SOURCE INFORMATION Start Marker
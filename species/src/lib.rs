use thiserror::Error;

pub mod payload;
pub mod search;
pub mod species;
pub mod versus;

pub use payload::{DEFAULT_MOVES_LIMIT, parse_species, parse_species_list};
pub use search::{MAX_MATCHES, MIN_TERM_LEN, search_indexed, search_names};
pub use species::{BaseStat, Species, SpeciesRef};
pub use versus::{Outcome, StatDiff, Versus};

pub use typedex_chart::{ChartError, Type, Typing};

#[derive(Error, Debug)]
pub enum ParseError {
    #[error("Invalid payload: {0}")]
    Json(#[from] serde_json::Error),

    #[error("Invalid type {0:?} for species {1}")]
    InvalidType(String, String),

    #[error("Species {0} has no types")]
    MissingTypes(String),

    #[error("Species {0} has {1} types, at most two are supported")]
    TooManyTypes(String, usize),

    #[error("No id in resource URL {0:?} for species {1}")]
    InvalidUrl(String, String),
}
SOURCE INFORMATION End Marker
*TASK OBJECTIVE*
Set down, word for word, every line from the line that holds "#[derive(Error, Debug)]" to the end of the entries above, including both ends.

*FINISHED EXERCISE*
#[derive(Error, Debug)]
pub enum ParseError {
    #[error("Invalid payload: {0}")]
    Json(#[from] serde_json::Error),

    #[error("Invalid type {0:?} for species {1}")]
    InvalidType(String, String),

    #[error("Species {0} has no types")]
    MissingTypes(String),

    #[error("Species {0} has {1} types, at most two are supported")]
    TooManyTypes(String, usize),

    #[error("No id in resource URL {0:?} for species {1}")]
    InvalidUrl(String, String),
}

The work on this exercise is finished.